ABOUT THIS EXERCISE: Please return every line in the following data that includes the string "register".

THE DATA:
=== Section Start ===
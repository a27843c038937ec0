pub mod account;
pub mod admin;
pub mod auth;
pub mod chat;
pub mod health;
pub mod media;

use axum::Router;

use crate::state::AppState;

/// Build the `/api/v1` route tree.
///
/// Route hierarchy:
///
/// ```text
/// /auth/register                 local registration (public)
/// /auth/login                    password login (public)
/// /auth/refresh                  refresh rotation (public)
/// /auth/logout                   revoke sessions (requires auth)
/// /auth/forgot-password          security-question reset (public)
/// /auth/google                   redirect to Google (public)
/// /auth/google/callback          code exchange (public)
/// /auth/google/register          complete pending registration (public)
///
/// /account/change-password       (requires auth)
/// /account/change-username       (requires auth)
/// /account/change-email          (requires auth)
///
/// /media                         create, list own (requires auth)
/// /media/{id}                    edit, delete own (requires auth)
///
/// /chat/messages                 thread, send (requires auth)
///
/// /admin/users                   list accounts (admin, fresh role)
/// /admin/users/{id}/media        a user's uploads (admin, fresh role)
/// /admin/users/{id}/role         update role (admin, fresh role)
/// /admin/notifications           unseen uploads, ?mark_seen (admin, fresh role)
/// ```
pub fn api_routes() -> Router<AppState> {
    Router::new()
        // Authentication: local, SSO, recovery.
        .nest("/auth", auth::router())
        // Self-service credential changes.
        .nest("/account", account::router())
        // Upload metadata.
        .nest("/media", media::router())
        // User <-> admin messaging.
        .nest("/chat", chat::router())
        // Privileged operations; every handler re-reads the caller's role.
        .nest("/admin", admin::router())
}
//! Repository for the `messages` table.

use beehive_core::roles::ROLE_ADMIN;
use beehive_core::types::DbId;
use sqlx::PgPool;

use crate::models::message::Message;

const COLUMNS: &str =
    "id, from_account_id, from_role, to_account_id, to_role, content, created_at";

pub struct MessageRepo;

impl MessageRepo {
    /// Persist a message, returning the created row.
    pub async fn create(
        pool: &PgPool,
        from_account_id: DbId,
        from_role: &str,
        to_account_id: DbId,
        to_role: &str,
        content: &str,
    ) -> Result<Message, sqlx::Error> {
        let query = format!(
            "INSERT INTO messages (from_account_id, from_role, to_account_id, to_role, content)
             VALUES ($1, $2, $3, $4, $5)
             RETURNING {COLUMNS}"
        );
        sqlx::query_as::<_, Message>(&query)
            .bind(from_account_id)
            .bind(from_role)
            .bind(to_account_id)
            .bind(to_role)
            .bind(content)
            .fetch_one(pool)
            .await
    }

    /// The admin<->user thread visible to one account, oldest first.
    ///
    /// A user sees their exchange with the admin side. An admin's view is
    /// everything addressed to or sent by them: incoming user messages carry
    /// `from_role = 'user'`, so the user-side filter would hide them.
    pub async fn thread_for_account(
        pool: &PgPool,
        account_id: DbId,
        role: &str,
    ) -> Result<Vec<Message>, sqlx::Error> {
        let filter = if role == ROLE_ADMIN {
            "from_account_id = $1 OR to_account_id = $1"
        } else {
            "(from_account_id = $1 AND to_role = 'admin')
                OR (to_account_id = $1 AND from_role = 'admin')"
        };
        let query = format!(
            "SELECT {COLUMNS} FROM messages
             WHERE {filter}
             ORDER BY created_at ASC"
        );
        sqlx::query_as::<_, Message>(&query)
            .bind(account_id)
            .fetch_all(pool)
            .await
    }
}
=== Section End ===
TASK ANSWER:
/// /auth/register                 local registration (public)
/// /auth/google/register          complete pending registration (public)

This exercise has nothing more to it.